▶ [Problem statement] Print nothing but the lines below starting at the line that holds "Scores are ordinal." and ending at the line that holds "let audio = if", including both, each exactly as written.

(Saved entries)

##############################

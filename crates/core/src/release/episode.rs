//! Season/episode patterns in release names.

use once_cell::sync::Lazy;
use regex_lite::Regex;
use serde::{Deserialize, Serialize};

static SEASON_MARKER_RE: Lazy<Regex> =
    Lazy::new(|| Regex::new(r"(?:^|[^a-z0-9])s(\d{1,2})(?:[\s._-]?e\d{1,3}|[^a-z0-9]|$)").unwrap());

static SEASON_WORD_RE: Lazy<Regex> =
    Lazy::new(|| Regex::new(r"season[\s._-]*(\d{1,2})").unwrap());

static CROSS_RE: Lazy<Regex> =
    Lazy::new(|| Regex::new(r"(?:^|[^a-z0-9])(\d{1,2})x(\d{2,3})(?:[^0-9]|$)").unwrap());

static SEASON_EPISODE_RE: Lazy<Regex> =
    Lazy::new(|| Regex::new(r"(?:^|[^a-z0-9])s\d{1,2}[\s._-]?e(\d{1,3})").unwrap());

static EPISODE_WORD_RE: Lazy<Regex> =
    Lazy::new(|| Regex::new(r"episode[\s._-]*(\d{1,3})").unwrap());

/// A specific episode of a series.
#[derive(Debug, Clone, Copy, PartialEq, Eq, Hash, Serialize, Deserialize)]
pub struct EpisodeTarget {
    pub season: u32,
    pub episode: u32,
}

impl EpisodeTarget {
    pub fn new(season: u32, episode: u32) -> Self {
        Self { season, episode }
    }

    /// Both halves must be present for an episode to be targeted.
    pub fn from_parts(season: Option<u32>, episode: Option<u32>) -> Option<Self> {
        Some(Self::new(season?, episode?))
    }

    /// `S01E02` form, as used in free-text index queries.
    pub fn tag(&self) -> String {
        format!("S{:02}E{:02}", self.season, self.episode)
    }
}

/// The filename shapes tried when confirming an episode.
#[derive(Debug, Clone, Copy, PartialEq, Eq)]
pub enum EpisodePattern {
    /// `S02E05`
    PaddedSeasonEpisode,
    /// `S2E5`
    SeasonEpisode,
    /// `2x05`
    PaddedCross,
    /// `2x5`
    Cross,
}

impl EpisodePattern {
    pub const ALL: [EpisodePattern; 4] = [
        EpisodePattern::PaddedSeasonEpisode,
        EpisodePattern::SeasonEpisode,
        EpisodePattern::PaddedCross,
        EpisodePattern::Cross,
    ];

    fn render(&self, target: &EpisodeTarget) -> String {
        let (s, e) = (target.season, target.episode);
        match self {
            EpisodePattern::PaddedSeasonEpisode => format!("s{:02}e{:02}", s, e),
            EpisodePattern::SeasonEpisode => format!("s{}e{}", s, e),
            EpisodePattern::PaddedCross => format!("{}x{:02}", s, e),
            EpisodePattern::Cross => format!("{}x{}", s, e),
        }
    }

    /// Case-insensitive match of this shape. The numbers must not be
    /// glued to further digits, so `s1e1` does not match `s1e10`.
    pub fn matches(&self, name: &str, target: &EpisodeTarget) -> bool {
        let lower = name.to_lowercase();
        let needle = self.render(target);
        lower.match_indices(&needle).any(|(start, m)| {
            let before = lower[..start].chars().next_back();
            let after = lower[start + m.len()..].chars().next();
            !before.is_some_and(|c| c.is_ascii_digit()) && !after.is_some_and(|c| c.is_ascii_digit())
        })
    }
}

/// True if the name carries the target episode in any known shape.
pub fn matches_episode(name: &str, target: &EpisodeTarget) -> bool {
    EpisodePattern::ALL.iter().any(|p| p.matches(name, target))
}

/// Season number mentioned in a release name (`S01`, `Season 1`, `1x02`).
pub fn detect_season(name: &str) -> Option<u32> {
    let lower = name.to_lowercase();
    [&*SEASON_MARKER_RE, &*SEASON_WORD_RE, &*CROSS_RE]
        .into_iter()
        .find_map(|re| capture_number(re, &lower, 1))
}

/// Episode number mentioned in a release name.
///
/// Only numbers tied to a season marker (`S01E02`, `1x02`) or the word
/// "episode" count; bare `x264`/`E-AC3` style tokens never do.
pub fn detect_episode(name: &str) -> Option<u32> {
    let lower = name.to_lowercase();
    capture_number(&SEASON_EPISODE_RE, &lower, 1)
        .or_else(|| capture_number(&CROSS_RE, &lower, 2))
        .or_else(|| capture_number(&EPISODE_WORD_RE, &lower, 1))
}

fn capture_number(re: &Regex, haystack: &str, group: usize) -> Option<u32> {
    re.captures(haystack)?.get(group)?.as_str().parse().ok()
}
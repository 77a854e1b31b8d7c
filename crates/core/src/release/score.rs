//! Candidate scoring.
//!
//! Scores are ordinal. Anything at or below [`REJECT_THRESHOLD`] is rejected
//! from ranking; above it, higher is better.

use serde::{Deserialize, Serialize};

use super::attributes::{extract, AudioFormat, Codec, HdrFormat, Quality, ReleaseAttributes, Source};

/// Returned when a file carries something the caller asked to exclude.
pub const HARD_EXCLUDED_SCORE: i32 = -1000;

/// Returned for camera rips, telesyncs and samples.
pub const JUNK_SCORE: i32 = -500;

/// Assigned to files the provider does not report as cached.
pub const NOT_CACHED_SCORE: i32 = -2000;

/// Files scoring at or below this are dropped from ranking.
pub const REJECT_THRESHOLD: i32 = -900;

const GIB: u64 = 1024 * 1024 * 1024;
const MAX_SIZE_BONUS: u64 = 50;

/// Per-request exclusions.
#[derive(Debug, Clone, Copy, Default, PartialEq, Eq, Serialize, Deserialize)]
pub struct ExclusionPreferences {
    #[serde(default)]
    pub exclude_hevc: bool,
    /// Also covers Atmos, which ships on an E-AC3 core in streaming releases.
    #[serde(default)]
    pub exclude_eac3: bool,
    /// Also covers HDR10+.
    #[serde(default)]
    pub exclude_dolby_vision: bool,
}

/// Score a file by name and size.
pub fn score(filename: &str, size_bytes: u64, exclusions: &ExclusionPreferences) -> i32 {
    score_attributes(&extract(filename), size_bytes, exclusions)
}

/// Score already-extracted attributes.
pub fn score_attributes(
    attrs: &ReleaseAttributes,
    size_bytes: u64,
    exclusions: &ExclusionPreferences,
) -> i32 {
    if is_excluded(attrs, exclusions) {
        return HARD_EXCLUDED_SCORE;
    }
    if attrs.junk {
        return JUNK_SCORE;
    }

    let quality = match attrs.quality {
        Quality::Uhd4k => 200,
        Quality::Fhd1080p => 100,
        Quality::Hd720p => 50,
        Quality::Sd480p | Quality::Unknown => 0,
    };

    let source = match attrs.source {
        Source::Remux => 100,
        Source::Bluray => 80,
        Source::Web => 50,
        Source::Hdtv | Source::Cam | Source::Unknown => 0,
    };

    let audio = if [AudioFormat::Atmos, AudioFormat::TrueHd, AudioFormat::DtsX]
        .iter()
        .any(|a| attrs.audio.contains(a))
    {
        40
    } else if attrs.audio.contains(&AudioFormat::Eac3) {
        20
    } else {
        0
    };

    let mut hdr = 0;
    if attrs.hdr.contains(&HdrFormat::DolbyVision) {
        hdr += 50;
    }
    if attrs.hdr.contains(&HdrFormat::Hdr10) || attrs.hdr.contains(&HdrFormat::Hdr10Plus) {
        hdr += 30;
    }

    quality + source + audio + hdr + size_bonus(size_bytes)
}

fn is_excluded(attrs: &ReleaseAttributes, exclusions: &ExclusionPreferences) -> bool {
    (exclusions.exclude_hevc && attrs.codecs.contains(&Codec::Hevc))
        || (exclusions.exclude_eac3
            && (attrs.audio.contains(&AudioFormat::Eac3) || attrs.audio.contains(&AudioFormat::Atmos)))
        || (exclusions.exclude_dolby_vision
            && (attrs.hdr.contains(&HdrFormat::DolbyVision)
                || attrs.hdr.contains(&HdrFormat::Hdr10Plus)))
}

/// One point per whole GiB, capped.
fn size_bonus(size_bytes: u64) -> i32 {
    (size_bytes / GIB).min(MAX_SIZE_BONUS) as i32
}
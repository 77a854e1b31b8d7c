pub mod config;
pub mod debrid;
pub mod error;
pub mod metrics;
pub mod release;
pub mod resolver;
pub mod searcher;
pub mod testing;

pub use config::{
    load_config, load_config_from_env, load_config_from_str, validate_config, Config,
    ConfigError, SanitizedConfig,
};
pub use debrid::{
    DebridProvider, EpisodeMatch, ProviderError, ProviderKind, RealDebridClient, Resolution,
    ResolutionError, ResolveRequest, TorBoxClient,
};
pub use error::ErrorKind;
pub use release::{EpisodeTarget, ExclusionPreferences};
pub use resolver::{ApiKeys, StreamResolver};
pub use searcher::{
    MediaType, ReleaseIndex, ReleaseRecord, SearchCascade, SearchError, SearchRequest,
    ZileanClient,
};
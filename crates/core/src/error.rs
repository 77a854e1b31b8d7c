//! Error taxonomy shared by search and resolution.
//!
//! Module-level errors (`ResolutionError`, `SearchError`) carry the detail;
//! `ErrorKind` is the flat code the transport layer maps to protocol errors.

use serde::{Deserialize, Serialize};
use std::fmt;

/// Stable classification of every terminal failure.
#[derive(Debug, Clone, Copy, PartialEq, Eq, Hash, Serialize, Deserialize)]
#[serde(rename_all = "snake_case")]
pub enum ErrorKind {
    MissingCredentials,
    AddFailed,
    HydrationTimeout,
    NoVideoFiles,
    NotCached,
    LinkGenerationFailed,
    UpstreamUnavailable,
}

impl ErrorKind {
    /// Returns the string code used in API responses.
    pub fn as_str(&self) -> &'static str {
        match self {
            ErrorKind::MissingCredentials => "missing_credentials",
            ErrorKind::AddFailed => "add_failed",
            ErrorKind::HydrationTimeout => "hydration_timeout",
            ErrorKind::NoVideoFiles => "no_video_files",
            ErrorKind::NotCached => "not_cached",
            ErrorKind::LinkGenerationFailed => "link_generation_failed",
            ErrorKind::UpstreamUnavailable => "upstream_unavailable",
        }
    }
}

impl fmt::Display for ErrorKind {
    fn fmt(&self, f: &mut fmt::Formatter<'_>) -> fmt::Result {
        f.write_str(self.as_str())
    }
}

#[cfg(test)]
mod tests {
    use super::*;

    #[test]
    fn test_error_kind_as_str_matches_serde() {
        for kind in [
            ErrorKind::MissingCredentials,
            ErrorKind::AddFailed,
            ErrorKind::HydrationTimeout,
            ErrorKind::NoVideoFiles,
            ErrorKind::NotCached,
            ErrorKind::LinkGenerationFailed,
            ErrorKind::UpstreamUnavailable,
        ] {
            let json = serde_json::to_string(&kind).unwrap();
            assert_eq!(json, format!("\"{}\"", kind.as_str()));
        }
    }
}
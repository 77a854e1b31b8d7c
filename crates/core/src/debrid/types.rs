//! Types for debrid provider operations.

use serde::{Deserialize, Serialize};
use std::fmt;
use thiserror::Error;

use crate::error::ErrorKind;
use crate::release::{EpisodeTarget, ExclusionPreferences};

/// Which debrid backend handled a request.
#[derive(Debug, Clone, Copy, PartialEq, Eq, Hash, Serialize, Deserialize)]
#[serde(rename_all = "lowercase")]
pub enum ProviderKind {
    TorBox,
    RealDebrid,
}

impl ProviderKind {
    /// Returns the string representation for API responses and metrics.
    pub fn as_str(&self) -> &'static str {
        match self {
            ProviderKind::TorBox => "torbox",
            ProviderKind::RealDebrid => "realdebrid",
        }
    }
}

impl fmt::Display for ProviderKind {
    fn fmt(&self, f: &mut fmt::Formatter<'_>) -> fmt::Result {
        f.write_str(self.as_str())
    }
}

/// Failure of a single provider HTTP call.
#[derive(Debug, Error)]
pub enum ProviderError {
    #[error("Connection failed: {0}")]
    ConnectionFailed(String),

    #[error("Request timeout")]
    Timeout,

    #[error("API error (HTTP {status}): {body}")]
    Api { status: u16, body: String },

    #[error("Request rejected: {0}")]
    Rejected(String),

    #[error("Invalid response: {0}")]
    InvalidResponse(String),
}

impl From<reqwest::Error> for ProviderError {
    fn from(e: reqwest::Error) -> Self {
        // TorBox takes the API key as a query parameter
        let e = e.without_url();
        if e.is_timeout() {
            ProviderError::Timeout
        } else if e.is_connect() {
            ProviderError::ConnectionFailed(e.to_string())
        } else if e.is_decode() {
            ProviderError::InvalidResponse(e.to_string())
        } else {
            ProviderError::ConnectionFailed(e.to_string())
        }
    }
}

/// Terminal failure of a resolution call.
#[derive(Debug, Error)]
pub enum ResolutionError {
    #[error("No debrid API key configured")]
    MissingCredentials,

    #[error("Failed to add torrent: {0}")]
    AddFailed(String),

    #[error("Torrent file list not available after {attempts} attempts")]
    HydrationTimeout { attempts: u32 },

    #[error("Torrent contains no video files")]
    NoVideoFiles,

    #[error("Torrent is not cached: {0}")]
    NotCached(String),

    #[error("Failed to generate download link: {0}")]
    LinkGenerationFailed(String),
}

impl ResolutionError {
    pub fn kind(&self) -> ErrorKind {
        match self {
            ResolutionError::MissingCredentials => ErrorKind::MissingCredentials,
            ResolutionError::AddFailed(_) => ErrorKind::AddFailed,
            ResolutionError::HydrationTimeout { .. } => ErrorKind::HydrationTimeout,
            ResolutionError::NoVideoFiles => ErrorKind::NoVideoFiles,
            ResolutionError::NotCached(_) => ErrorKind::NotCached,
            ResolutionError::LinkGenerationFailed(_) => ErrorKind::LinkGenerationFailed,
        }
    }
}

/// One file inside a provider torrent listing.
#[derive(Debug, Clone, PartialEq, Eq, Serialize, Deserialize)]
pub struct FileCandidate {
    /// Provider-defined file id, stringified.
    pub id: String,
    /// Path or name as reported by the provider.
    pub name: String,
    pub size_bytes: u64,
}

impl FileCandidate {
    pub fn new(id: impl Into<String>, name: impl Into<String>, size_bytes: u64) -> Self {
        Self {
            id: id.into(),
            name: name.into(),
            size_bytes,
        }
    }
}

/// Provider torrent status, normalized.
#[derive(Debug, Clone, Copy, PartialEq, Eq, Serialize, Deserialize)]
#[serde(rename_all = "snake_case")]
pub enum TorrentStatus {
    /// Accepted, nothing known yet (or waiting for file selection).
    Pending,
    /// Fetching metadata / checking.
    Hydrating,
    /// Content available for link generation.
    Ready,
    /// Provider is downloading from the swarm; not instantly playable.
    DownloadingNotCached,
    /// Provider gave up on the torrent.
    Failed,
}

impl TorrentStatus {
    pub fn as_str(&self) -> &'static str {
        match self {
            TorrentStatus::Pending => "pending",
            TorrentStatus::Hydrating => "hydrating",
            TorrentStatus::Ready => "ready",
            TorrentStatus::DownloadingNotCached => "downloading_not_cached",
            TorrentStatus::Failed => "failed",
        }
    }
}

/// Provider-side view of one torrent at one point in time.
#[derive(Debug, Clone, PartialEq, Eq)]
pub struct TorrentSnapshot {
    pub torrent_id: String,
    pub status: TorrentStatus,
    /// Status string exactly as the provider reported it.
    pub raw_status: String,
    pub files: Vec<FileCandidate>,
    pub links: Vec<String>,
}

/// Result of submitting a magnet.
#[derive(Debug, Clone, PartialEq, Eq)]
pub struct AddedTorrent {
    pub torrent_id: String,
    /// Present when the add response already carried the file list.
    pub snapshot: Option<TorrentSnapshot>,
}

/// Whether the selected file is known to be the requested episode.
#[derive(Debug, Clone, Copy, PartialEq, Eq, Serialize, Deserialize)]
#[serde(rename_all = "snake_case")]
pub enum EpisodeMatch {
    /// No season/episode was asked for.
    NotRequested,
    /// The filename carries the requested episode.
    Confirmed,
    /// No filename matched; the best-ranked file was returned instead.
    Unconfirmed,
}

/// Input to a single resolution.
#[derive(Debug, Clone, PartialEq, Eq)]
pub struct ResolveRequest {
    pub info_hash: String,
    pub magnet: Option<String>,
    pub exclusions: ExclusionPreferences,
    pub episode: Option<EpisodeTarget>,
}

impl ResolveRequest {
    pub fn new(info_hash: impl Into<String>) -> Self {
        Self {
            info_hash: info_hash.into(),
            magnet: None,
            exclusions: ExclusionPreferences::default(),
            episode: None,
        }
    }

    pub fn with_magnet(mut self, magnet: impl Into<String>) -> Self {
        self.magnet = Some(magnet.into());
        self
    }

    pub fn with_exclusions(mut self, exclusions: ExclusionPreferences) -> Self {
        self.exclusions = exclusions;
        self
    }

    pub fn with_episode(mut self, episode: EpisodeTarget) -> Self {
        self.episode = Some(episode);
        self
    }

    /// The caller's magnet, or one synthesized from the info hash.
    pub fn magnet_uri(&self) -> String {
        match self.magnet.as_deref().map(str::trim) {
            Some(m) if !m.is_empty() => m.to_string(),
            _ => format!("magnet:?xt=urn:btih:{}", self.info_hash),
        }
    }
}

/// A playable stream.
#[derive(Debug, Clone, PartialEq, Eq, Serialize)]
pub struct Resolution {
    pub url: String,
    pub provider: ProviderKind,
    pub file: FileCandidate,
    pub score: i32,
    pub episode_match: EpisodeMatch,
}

##############################

▶ [Task response]
//! Scores are ordinal. Anything at or below [`REJECT_THRESHOLD`] is rejected
//! from ranking; above it, higher is better.

use serde::{Deserialize, Serialize};

use super::attributes::{extract, AudioFormat, Codec, HdrFormat, Quality, ReleaseAttributes, Source};

/// Returned when a file carries something the caller asked to exclude.
pub const HARD_EXCLUDED_SCORE: i32 = -1000;

/// Returned for camera rips, telesyncs and samples.
pub const JUNK_SCORE: i32 = -500;

/// Assigned to files the provider does not report as cached.
pub const NOT_CACHED_SCORE: i32 = -2000;

/// Files scoring at or below this are dropped from ranking.
pub const REJECT_THRESHOLD: i32 = -900;

const GIB: u64 = 1024 * 1024 * 1024;
const MAX_SIZE_BONUS: u64 = 50;

/// Per-request exclusions.
#[derive(Debug, Clone, Copy, Default, PartialEq, Eq, Serialize, Deserialize)]
pub struct ExclusionPreferences {
    #[serde(default)]
    pub exclude_hevc: bool,
    /// Also covers Atmos, which ships on an E-AC3 core in streaming releases.
    #[serde(default)]
    pub exclude_eac3: bool,
    /// Also covers HDR10+.
    #[serde(default)]
    pub exclude_dolby_vision: bool,
}

/// Score a file by name and size.
pub fn score(filename: &str, size_bytes: u64, exclusions: &ExclusionPreferences) -> i32 {
    score_attributes(&extract(filename), size_bytes, exclusions)
}

/// Score already-extracted attributes.
pub fn score_attributes(
    attrs: &ReleaseAttributes,
    size_bytes: u64,
    exclusions: &ExclusionPreferences,
) -> i32 {
    if is_excluded(attrs, exclusions) {
        return HARD_EXCLUDED_SCORE;
    }
    if attrs.junk {
        return JUNK_SCORE;
    }

    let quality = match attrs.quality {
        Quality::Uhd4k => 200,
        Quality::Fhd1080p => 100,
        Quality::Hd720p => 50,
        Quality::Sd480p | Quality::Unknown => 0,
    };

    let source = match attrs.source {
        Source::Remux => 100,
        Source::Bluray => 80,
        Source::Web => 50,
        Source::Hdtv | Source::Cam | Source::Unknown => 0,
    };

    let audio = if [AudioFormat::Atmos, AudioFormat::TrueHd, AudioFormat::DtsX]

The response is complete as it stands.